金
19
2月
2010
『中途半端〜自己紹介にかえて』
30代初めの頃、父親に言われました。
「いつまでも、中途半端なことばかりしているな」と。以
来、この『中途半端』という単語が心にひっかかり続けて
います。
半端な気持ちでいる訳ではない。その時その時で、一所
懸命考えて、自分が夢中になってやれることを見つけよう
としてきた。自分に足りないものがあれば、補おうとして
きた。人には誠意を持って向かおうとしてきた。そうでき
ないときには、人を遠ざけることにもなったけれど…。
年長者から「車のハンドルに遊びの部分があるように、
あなたにもそれが必要だ」と言われても、わかりませんで
した。そもそもペーパードライバーですし。
40代初めの頃、父親に一枚の紙片を渡されました。
「お前の名刺の肩書はこれにしなさい」
「…うん。

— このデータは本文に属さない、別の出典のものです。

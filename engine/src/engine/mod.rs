//! Processing-engine contract and backends.
//!
//! The clause planner and the validation engine never touch rows: they hand
//! type-checked descriptors to a [`ProcessingEngine`], which returns new lazy
//! [`DatasetExpression`]s.
//!
//! ```text
//!   planner / validation
//!            │  execute_calc, execute_filter, execute_aggr, ...
//!            ▼
//!   ┌───────────────────┐        ┌─────────────────────┐
//!   │ RecordingEngine   │ ─────▶ │ InMemoryEngine      │
//!   │ (logs + records)  │        │ (row-at-a-time)     │
//!   └───────────────────┘        └─────────────────────┘
//! ```
//!
//! Every backend must agree on semantics: same output structures, same
//! null handling, same de-duplication and window rules.

mod compute;
mod join;
mod memory;
mod recording;
mod window;

use indexmap::IndexMap;

use crate::error::EvalResult;
use crate::model::{
    AggregationExpression, AnalyticFunction, CompiledRuleset, DatasetExpression, Order,
    ResolvableExpression, Role, ValidationOutput, Window,
};
use crate::validation;

pub use memory::InMemoryEngine;
pub use recording::RecordingEngine;

/// Names accepted by [`create_engine`].
pub const ENGINE_NAMES: &[&str] = &["memory", "recording"];

/// Backend executing structural dataset operations.
///
/// Every method receives already type-checked descriptors and returns a new
/// dataset expression; inputs are never mutated.
pub trait ProcessingEngine: Send + Sync {
    /// Backend name, for logs.
    fn name(&self) -> &str;

    /// Keep `columns`, in the given order.
    fn execute_project(
        &self,
        dataset: &DatasetExpression,
        columns: &[String],
    ) -> EvalResult<DatasetExpression>;

    /// Add or overwrite columns. All expressions see the input row.
    ///
    /// `sources` holds the script text of each expression for backends that
    /// push expressions down; it may be ignored.
    fn execute_calc(
        &self,
        dataset: &DatasetExpression,
        expressions: &IndexMap<String, ResolvableExpression>,
        roles: &IndexMap<String, Role>,
        sources: &IndexMap<String, String>,
    ) -> EvalResult<DatasetExpression>;

    /// Keep rows where `predicate` is `true`.
    fn execute_filter(
        &self,
        dataset: &DatasetExpression,
        predicate: &ResolvableExpression,
        source: &str,
    ) -> EvalResult<DatasetExpression>;

    /// Rename columns in place. A column whose name is taken by a rename
    /// target is dropped.
    fn execute_rename(
        &self,
        dataset: &DatasetExpression,
        from_to: &IndexMap<String, String>,
    ) -> EvalResult<DatasetExpression>;

    /// Concatenate datasets of equal structure, keeping the first row (in
    /// argument order) for each identifier key.
    fn execute_union(&self, datasets: &[DatasetExpression]) -> EvalResult<DatasetExpression>;

    /// Concatenate datasets of equal structure, keeping every row.
    fn execute_stack(&self, datasets: &[DatasetExpression]) -> EvalResult<DatasetExpression>;

    /// Group by `group_by` (all rows when empty) and aggregate.
    fn execute_aggr(
        &self,
        dataset: &DatasetExpression,
        group_by: &[String],
        aggregations: &IndexMap<String, AggregationExpression>,
    ) -> EvalResult<DatasetExpression>;

    /// Aggregate, `first_value` or `last_value` over a window frame.
    fn execute_simple_analytic(
        &self,
        dataset: &DatasetExpression,
        target: &str,
        function: AnalyticFunction,
        source: &str,
        window: &Window,
    ) -> EvalResult<DatasetExpression>;

    fn execute_lead_or_lag(
        &self,
        dataset: &DatasetExpression,
        target: &str,
        function: AnalyticFunction,
        source: &str,
        offset: i64,
        partition_by: &[String],
        order_by: &IndexMap<String, Order>,
    ) -> EvalResult<DatasetExpression>;

    fn execute_ratio_to_report(
        &self,
        dataset: &DatasetExpression,
        target: &str,
        source: &str,
        partition_by: &[String],
    ) -> EvalResult<DatasetExpression>;

    /// Dense rank within each partition.
    fn execute_rank(
        &self,
        dataset: &DatasetExpression,
        target: &str,
        partition_by: &[String],
        order_by: &IndexMap<String, Order>,
    ) -> EvalResult<DatasetExpression>;

    fn execute_inner_join(
        &self,
        datasets: &IndexMap<String, DatasetExpression>,
        keys: &[String],
    ) -> EvalResult<DatasetExpression>;

    fn execute_left_join(
        &self,
        datasets: &IndexMap<String, DatasetExpression>,
        keys: &[String],
    ) -> EvalResult<DatasetExpression>;

    fn execute_full_join(
        &self,
        datasets: &IndexMap<String, DatasetExpression>,
        keys: &[String],
    ) -> EvalResult<DatasetExpression>;

    fn execute_cross_join(
        &self,
        datasets: &IndexMap<String, DatasetExpression>,
    ) -> EvalResult<DatasetExpression>;

    /// Datapoint ruleset validation, built from the primitives above.
    fn execute_validate_dp_ruleset(
        &self,
        dataset: &DatasetExpression,
        ruleset: &CompiledRuleset,
        output: ValidationOutput,
    ) -> EvalResult<DatasetExpression> {
        validation::validate_dp_ruleset(self, dataset, ruleset, output)
    }

    /// Simple validation, built from the primitives above.
    fn execute_validation_simple(
        &self,
        dataset: &DatasetExpression,
        error_code: Option<&ResolvableExpression>,
        error_level: Option<&ResolvableExpression>,
        imbalance: Option<&DatasetExpression>,
        output: ValidationOutput,
    ) -> EvalResult<DatasetExpression> {
        validation::validation_simple(self, dataset, error_code, error_level, imbalance, output)
    }
}

/// Backend for a configured name.
pub fn create_engine(name: &str) -> Option<Box<dyn ProcessingEngine>> {
    match name {
        "memory" => Some(Box::new(InMemoryEngine::new())),
        "recording" => Some(Box::new(RecordingEngine::new(InMemoryEngine::new()))),
        _ => None,
    }
}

ありがとう」
そこには、『筆耕承ります』という一行と私の名前。
「それは肩書としていかがなものか?」と思いながら、2
年前にようやく、その名刺を作りました。
筆を使って何かを、願わくば心を耕すということは、結
局のところ、私が続けてくることができた唯一のものなの
だ、『中途半端』に見えてもいいじゃないか、と。
ところで、私が名刺をお渡しして、肩書についてコメン
トした方は未だいらっしゃいません。ホーリーさんは何か
おっしゃりかけたようですが…、今度、教えてくださいね。